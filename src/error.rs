//! Error types used by the scheduling surface and by job executions.
//!
//! This module defines two main error enums:
//!
//! - [`ScheduleError`] — errors raised while registering or scheduling a job.
//! - [`JobError`] — errors raised by individual job executions.
//!
//! Both types provide helper methods (`as_label`, `as_message`) for logging/metrics
//! and additional utilities such as [`JobError::is_retryable`].

use chrono::{DateTime, TimeDelta, Utc};
use thiserror::Error;

/// # Errors produced while registering or scheduling jobs.
///
/// These are surfaced synchronously to the calling side: a rejected
/// registration or an invalid schedule never reaches a backend queue.
#[non_exhaustive]
#[derive(Error, Debug)]
pub enum ScheduleError {
    /// A job with the same name is already present in the registry.
    #[error("job \"{name}\" is already registered")]
    DuplicateName {
        /// The conflicting job name.
        name: String,
    },

    /// The requested absolute run time lies in the past.
    #[error("requested run time {due} is in the past (now {now}, tolerance {tolerance:?})")]
    InvalidSchedule {
        /// The requested run time.
        due: DateTime<Utc>,
        /// Wall-clock time at validation.
        now: DateTime<Utc>,
        /// Accepted lateness declared by the backend.
        tolerance: TimeDelta,
    },

    /// The backend refused the execution (queue closed, shutting down, ...).
    #[error("backend rejected the execution: {error}")]
    Backend {
        /// The underlying error message.
        error: String,
    },
}

impl ScheduleError {
    /// Returns a short stable label (snake_case) for use in logs/metrics.
    ///
    /// # Example
    /// ```
    /// use jobvisor::ScheduleError;
    ///
    /// let err = ScheduleError::DuplicateName { name: "mailer".into() };
    /// assert_eq!(err.as_label(), "duplicate_name");
    /// ```
    pub fn as_label(&self) -> &'static str {
        match self {
            ScheduleError::DuplicateName { .. } => "duplicate_name",
            ScheduleError::InvalidSchedule { .. } => "invalid_schedule",
            ScheduleError::Backend { .. } => "backend_rejected",
        }
    }

    /// Returns a human-readable message with details about the error.
    pub fn as_message(&self) -> String {
        match self {
            ScheduleError::DuplicateName { name } => format!("duplicate job name: {name}"),
            ScheduleError::InvalidSchedule { due, now, .. } => {
                format!("run time {due} already passed at {now}")
            }
            ScheduleError::Backend { error } => format!("backend: {error}"),
        }
    }

    pub(crate) fn backend(error: impl Into<String>) -> Self {
        ScheduleError::Backend {
            error: error.into(),
        }
    }
}

/// # Errors produced by job execution.
///
/// These represent failures of individual attempts and, terminally, of a
/// whole execution once its retry budget is spent. Some errors are retryable
/// ([`JobError::Invocation`]), others are final.
#[non_exhaustive]
#[derive(Error, Debug)]
pub enum JobError {
    /// The job's action failed for this attempt; may succeed if retried.
    #[error("invocation failed: {error}")]
    Invocation {
        /// The underlying error message.
        error: String,
    },

    /// Non-recoverable error; the execution fails without consuming the
    /// remaining retry budget.
    #[error("fatal error (no retry): {error}")]
    Fatal {
        /// The underlying error message.
        error: String,
    },

    /// Terminal failure after the last permitted attempt.
    #[error("failed permanently after {attempts} attempt(s): {error}")]
    Exhausted {
        /// Total number of attempts performed.
        attempts: u32,
        /// Message of the last attempt's error.
        error: String,
    },
}

impl JobError {
    /// Shorthand for a retryable invocation failure.
    pub fn invocation(error: impl Into<String>) -> Self {
        JobError::Invocation {
            error: error.into(),
        }
    }

    /// Shorthand for a non-retryable failure.
    pub fn fatal(error: impl Into<String>) -> Self {
        JobError::Fatal {
            error: error.into(),
        }
    }

    /// Returns a short stable label (snake_case) for use in logs/metrics.
    ///
    /// # Example
    /// ```
    /// use jobvisor::JobError;
    ///
    /// let err = JobError::invocation("connection refused");
    /// assert_eq!(err.as_label(), "job_invocation_failed");
    /// ```
    pub fn as_label(&self) -> &'static str {
        match self {
            JobError::Invocation { .. } => "job_invocation_failed",
            JobError::Fatal { .. } => "job_fatal",
            JobError::Exhausted { .. } => "job_exhausted",
        }
    }

    /// Returns a human-readable message with details about the error.
    pub fn as_message(&self) -> String {
        match self {
            JobError::Invocation { error } => format!("error: {error}"),
            JobError::Fatal { error } => format!("fatal: {error}"),
            JobError::Exhausted { attempts, error } => {
                format!("exhausted after {attempts} attempt(s): {error}")
            }
        }
    }

    /// Indicates whether the error type is safe to retry.
    ///
    /// Returns `true` only for [`JobError::Invocation`].
    ///
    /// # Example
    /// ```
    /// use jobvisor::JobError;
    ///
    /// assert!(JobError::invocation("boom").is_retryable());
    /// assert!(!JobError::fatal("nope").is_retryable());
    /// ```
    pub fn is_retryable(&self) -> bool {
        matches!(self, JobError::Invocation { .. })
    }
}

## Exercise
This exercise requires an exact copy of all the records.

## Reply to the task
filename src/error.rs
//! Error types used by the scheduling surface and by job executions.
//!
//! This module defines two main error enums:
//!
//! - [`ScheduleError`] — errors raised while registering or scheduling a job.
//! - [`JobError`] — errors raised by individual job executions.
//!
//! Both types provide helper methods (`as_label`, `as_message`) for logging/metrics
//! and additional utilities such as [`JobError::is_retryable`].

use chrono::{DateTime, TimeDelta, Utc};
use thiserror::Error;

/// # Errors produced while registering or scheduling jobs.
///
/// These are surfaced synchronously to the calling side: a rejected
/// registration or an invalid schedule never reaches a backend queue.
#[non_exhaustive]
#[derive(Error, Debug)]
pub enum ScheduleError {
    /// A job with the same name is already present in the registry.
    #[error("job \"{name}\" is already registered")]
    DuplicateName {
        /// The conflicting job name.
        name: String,
    },

    /// The requested absolute run time lies in the past.
    #[error("requested run time {due} is in the past (now {now}, tolerance {tolerance:?})")]
    InvalidSchedule {
        /// The requested run time.
        due: DateTime<Utc>,
        /// Wall-clock time at validation.
        now: DateTime<Utc>,
        /// Accepted lateness declared by the backend.
        tolerance: TimeDelta,
    },

    /// The backend refused the execution (queue closed, shutting down, ...).
    #[error("backend rejected the execution: {error}")]
    Backend {
        /// The underlying error message.
        error: String,
    },
}

impl ScheduleError {
    /// Returns a short stable label (snake_case) for use in logs/metrics.
    ///
    /// # Example
    /// ```
    /// use jobvisor::ScheduleError;
    ///
    /// let err = ScheduleError::DuplicateName { name: "mailer".into() };
    /// assert_eq!(err.as_label(), "duplicate_name");
    /// ```
    pub fn as_label(&self) -> &'static str {
        match self {
            ScheduleError::DuplicateName { .. } => "duplicate_name",
            ScheduleError::InvalidSchedule { .. } => "invalid_schedule",
            ScheduleError::Backend { .. } => "backend_rejected",
        }
    }

    /// Returns a human-readable message with details about the error.
    pub fn as_message(&self) -> String {
        match self {
            ScheduleError::DuplicateName { name } => format!("duplicate job name: {name}"),
            ScheduleError::InvalidSchedule { due, now, .. } => {
                format!("run time {due} already passed at {now}")
            }
            ScheduleError::Backend { error } => format!("backend: {error}"),
        }
    }

    pub(crate) fn backend(error: impl Into<String>) -> Self {
        ScheduleError::Backend {
            error: error.into(),
        }
    }
}

/// # Errors produced by job execution.
///
/// These represent failures of individual attempts and, terminally, of a
/// whole execution once its retry budget is spent. Some errors are retryable
/// ([`JobError::Invocation`]), others are final.
#[non_exhaustive]
#[derive(Error, Debug)]
pub enum JobError {
    /// The job's action failed for this attempt; may succeed if retried.
    #[error("invocation failed: {error}")]
    Invocation {
        /// The underlying error message.
        error: String,
    },

    /// Non-recoverable error; the execution fails without consuming the
    /// remaining retry budget.
    #[error("fatal error (no retry): {error}")]
    Fatal {
        /// The underlying error message.
        error: String,
    },

    /// Terminal failure after the last permitted attempt.
    #[error("failed permanently after {attempts} attempt(s): {error}")]
    Exhausted {
        /// Total number of attempts performed.
        attempts: u32,
        /// Message of the last attempt's error.
        error: String,
    },
}

impl JobError {
    /// Shorthand for a retryable invocation failure.
    pub fn invocation(error: impl Into<String>) -> Self {
        JobError::Invocation {
            error: error.into(),
        }
    }

    /// Shorthand for a non-retryable failure.
    pub fn fatal(error: impl Into<String>) -> Self {
        JobError::Fatal {
            error: error.into(),
        }
    }

    /// Returns a short stable label (snake_case) for use in logs/metrics.
    ///
    /// # Example
    /// ```
    /// use jobvisor::JobError;
    ///
    /// let err = JobError::invocation("connection refused");
    /// assert_eq!(err.as_label(), "job_invocation_failed");
    /// ```
    pub fn as_label(&self) -> &'static str {
        match self {
            JobError::Invocation { .. } => "job_invocation_failed",
            JobError::Fatal { .. } => "job_fatal",
            JobError::Exhausted { .. } => "job_exhausted",
        }
    }

    /// Returns a human-readable message with details about the error.
    pub fn as_message(&self) -> String {
        match self {
            JobError::Invocation { error } => format!("error: {error}"),
            JobError::Fatal { error } => format!("fatal: {error}"),
            JobError::Exhausted { attempts, error } => {
                format!("exhausted after {attempts} attempt(s): {error}")
            }
        }
    }

    /// Indicates whether the error type is safe to retry.
    ///
    /// Returns `true` only for [`JobError::Invocation`].
    ///
    /// # Example
    /// ```
    /// use jobvisor::JobError;
    ///
    /// assert!(JobError::invocation("boom").is_retryable());
    /// assert!(!JobError::fatal("nope").is_retryable());
    /// ```
    pub fn is_retryable(&self) -> bool {
        matches!(self, JobError::Invocation { .. })
    }
}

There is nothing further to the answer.